What one onlooker described as the “easiest ring win in @WSOP history” occurred on Wednesday in the opening event of the MI (Michigan) Online Circuit Series. Unexplained tech issues resulted in only 15 players being able to register for the event, and after just four hours of action, “AceHanlon” won the event and fully half of the $25,000 prize-pool guarantee, along with the gold Circuit ring.

The $300 buy-in event drew a total of only 20 entries, including just five rebuys. The $6,000 in paid entries left on the hook for a $19,000 overlay, with the top three finishers cashing. AceHanlon’s effort was worth $12,500, while runner-up “HappyMrsChkn” and third-place finisher “stozy007” collected $7,500 and $5,000, respectively.

Image source: Twitter / @MSetera

Yet the story wasn’t AceHanlon’s win, but that so few players were able to take part.
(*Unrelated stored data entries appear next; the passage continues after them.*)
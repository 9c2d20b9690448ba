pub mod config;
pub mod error;
pub mod error_utils;
pub mod ledger;
pub mod source;
pub mod types;

pub use config::*;
pub use error::*;
pub use error_utils::*;
pub use ledger::*;
pub use source::*;
pub use types::*;
use crate::CoreError;
use std::collections::HashSet;

/// Set of item identifiers already selected for processing.
///
/// Identifiers are only ever added. Adding an identifier that is already
/// present is a no-op, so `add` may be called any number of times for the
/// same item.
pub trait DedupLedger {
    async fn contains(&self, item_id: &str) -> Result<bool, CoreError>;
    async fn add(&mut self, item_id: &str) -> Result<(), CoreError>;
}

/// Ledger that lives as long as the process. History is lost on restart.
#[derive(Debug, Default, Clone)]
pub struct MemoryLedger {
    processed: HashSet<String>,
}

impl MemoryLedger {
    pub fn new() -> Self {
        Self::default()
    }

    pub fn len(&self) -> usize {
        self.processed.len()
    }

    pub fn is_empty(&self) -> bool {
        self.processed.is_empty()
    }
}

impl DedupLedger for MemoryLedger {
    async fn contains(&self, item_id: &str) -> Result<bool, CoreError> {
        Ok(self.processed.contains(item_id))
    }

    async fn add(&mut self, item_id: &str) -> Result<(), CoreError> {
        self.processed.insert(item_id.to_string());
        Ok(())
    }
}

#[cfg(test)]
mod tests {
    use super::*;

    #[tokio::test]
    async fn test_add_then_contains() {
        let mut ledger = MemoryLedger::new();
        assert!(!ledger.contains("abc123").await.unwrap());

        ledger.add("abc123").await.unwrap();
        assert!(ledger.contains("abc123").await.unwrap());
        assert!(!ledger.contains("def456").await.unwrap());
    }

    #[tokio::test]
    async fn test_add_is_idempotent() {
        let mut once = MemoryLedger::new();
        once.add("abc123").await.unwrap();

        let mut twice = MemoryLedger::new();
        twice.add("abc123").await.unwrap();
        twice.add("abc123").await.unwrap();

        assert_eq!(once.len(), twice.len());
        assert_eq!(twice.len(), 1);
        assert!(twice.contains("abc123").await.unwrap());
    }
}
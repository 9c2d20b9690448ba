use crate::{CoreError, Item, RawComment};

/// Read access to the discussion forum.
pub trait ContentSource {
    /// Most recent items of `source_id`, newest first, at most `limit` of them.
    async fn list_recent_items(&self, source_id: &str, limit: u32)
        -> Result<Vec<Item>, CoreError>;

    /// Top-level comments of an item with their nested replies. "Load more"
    /// placeholders are returned as [`RawComment::MoreMarker`] and never
    /// expanded.
    async fn fetch_comments(&self, item_id: &str) -> Result<Vec<RawComment>, CoreError>;
}
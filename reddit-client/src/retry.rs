use std::time::Duration;
use threadcast_core::{CoreError, RedditApiError};
use tokio::time::sleep;
use tracing::{debug, error, info};

/// Configuration for retry behavior
#[derive(Debug, Clone)]
pub struct RetryConfig {
    /// Maximum number of attempts, the first one included
    pub max_attempts: u32,
    /// Base delay for exponential backoff (in milliseconds)
    pub base_delay_ms: u64,
    /// Maximum delay between retries (in milliseconds)
    pub max_delay_ms: u64,
    /// Multiplier for exponential backoff
    pub backoff_multiplier: f64,
    /// Maximum jitter factor (0.0 to 1.0)
    pub jitter_factor: f64,
}

impl Default for RetryConfig {
    fn default() -> Self {
        Self {
            max_attempts: 3,
            base_delay_ms: 1000,
            max_delay_ms: 30000,
            backoff_multiplier: 2.0,
            jitter_factor: 0.1,
        }
    }
}

impl RetryConfig {
    /// Retry settings used against the Reddit API
    pub fn reddit() -> Self {
        Self {
            max_attempts: 3,
            base_delay_ms: 2000,
            max_delay_ms: 60000,
            backoff_multiplier: 2.0,
            jitter_factor: 0.2,
        }
    }
}

/// Retry strategy based on error type
#[derive(Debug, Clone, PartialEq)]
pub enum RetryStrategy {
    /// Retry with exponential backoff
    Retry,
    /// Retry after the delay the server asked for
    RetryWithDelay(Duration),
    /// Don't retry (for permanent failures)
    NoRetry,
}

/// Determine retry strategy based on error type
pub fn get_retry_strategy(error: &CoreError) -> RetryStrategy {
    match error {
        CoreError::RedditApi(reddit_error) => match reddit_error {
            RedditApiError::RateLimitExceeded { retry_after } => {
                RetryStrategy::RetryWithDelay(Duration::from_secs(*retry_after))
            }
            RedditApiError::ServerError { .. } => RetryStrategy::Retry,
            RedditApiError::RequestTimeout => RetryStrategy::Retry,
            RedditApiError::InvalidResponse { .. } => RetryStrategy::Retry,
            // The caller clears its token and the next cycle re-authenticates
            RedditApiError::InvalidToken => RetryStrategy::NoRetry,
            RedditApiError::AuthenticationFailed { .. } => RetryStrategy::NoRetry,
            RedditApiError::Forbidden { .. } => RetryStrategy::NoRetry,
            RedditApiError::SubredditNotFound { .. } => RetryStrategy::NoRetry,
            RedditApiError::PostNotFound { .. } => RetryStrategy::NoRetry,
        },
        CoreError::Network(reqwest_error) => {
            if reqwest_error.is_timeout() || reqwest_error.is_connect() {
                RetryStrategy::Retry
            } else {
                RetryStrategy::NoRetry
            }
        }
        _ => RetryStrategy::NoRetry,
    }
}

/// Calculate delay with exponential backoff and jitter
pub fn calculate_delay(attempt: u32, config: &RetryConfig) -> Duration {
    let base_delay = Duration::from_millis(config.base_delay_ms);
    let max_delay = Duration::from_millis(config.max_delay_ms);

    let exponential_delay = if attempt == 0 {
        base_delay
    } else {
        let multiplier = config.backoff_multiplier.powi(attempt as i32);
        let delay_ms = (config.base_delay_ms as f64 * multiplier) as u64;
        Duration::from_millis(delay_ms.min(config.max_delay_ms))
    };

    let jitter_range = (exponential_delay.as_millis() as f64 * config.jitter_factor) as u64;
    let jitter = fastrand::u64(0..=jitter_range);
    let final_delay = exponential_delay + Duration::from_millis(jitter);

    final_delay.min(max_delay)
}

/// Wraps Reddit calls with backoff. Permanent errors are returned on the
/// first attempt; transient ones are returned once attempts run out.
#[derive(Debug, Clone)]
pub struct RetryExecutor {
    config: RetryConfig,
}

impl RetryExecutor {
    pub fn new(config: RetryConfig) -> Self {
        Self { config }
    }

    pub fn config(&self) -> &RetryConfig {
        &self.config
    }

    /// Execute an operation with retry logic
    pub async fn execute<F, Fut, T>(&self, operation_name: &str, operation: F) -> Result<T, CoreError>
    where
        F: Fn() -> Fut,
        Fut: std::future::Future<Output = Result<T, CoreError>>,
    {
        if self.config.max_attempts == 0 {
            return Err(CoreError::Internal {
                message: format!("{} has no attempts configured", operation_name),
            });
        }

        let mut attempt = 0u32;
        let mut total_delay_ms = 0u64;

        loop {
            if attempt > 0 {
                debug!("Retry attempt {} for {}", attempt, operation_name);
            }

            let error = match operation().await {
                Ok(result) => {
                    if attempt > 0 {
                        info!(
                            "Operation {} succeeded after {} retries (total delay: {}ms)",
                            operation_name, attempt, total_delay_ms
                        );
                    }
                    return Ok(result);
                }
                Err(error) => error,
            };

            let has_attempts_left = attempt + 1 < self.config.max_attempts;
            let delay = match get_retry_strategy(&error) {
                RetryStrategy::NoRetry => {
                    debug!("Not retrying {} due to error type: {}", operation_name, error);
                    return Err(error);
                }
                _ if !has_attempts_left => {
                    error!(
                        "Operation {} failed after {} attempts with total delay of {}ms: {}",
                        operation_name,
                        attempt + 1,
                        total_delay_ms,
                        error
                    );
                    return Err(error);
                }
                RetryStrategy::Retry => calculate_delay(attempt, &self.config),
                RetryStrategy::RetryWithDelay(delay) => delay,
            };

            info!("Retrying {} in {:?} due to: {}", operation_name, delay, error);
            total_delay_ms += delay.as_millis() as u64;
            sleep(delay).await;
            attempt += 1;
        }
    }
}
Social media outlets and poker forums were sprinkled with anecdotal reports of people trying to play but being unable to log in.

The Michigan online series opener likely pulled in just enough entrants before it began to avoid being automatically canceled, while a parallel online event on the Pennsylvania site likely didn’t reach the minimum-entry threshold and thus never started. Why officials didn’t step in and suspend or cancel the Michigan event remains unanswered, as has yet to issue any statement on the unusual occurrence.

When combined with other outages at the same time that knocked PokerStarsUSA offline (Tweet about downtime below), some observers wondered if multiple DDoS (Distributed Denial of Service) attacks had been launched concurrently against at least two US-facing sites.

PokerStarsUSA has also not issued a comment regarding Wednesday’s “tech issues,” though the symptons online players reported on both networks — screens freezing, failed logins, etc. — are indeed typical of DDoS attacks. Many online sites also remain reticent about confirming active DDoS attacks, since most such attacks are extortionate in nature and the online networks rarely want to specify how their operations have been impacted.

Such organized DDoS attacks, if that’s what occurred, have a long, long history. They also tend to run in cycles, being launched against one online industry in a wave, then moving on to another. DDoS attacks are also just one of several online perils that companies can face. In April, Canada’s Gateway Casinos chain was crippled by a ransomware attack that forced the company to close all 14 of its Ontario casino venues, which are roughly half of the company’s casinos. The 14 impacted casinos were reopened one at a time after an average of two weeks’ downtime while tech-security experts slowly scrubbed the company’s systems of the ransomware.

Occasional DDoS and other attacks from malevolent actors remain a rare and unfortunate reality of the online-poker space. Though they occur very infrequently, they are still upsetting to consumers, who have little way of knowing in real time that a site is being attacked.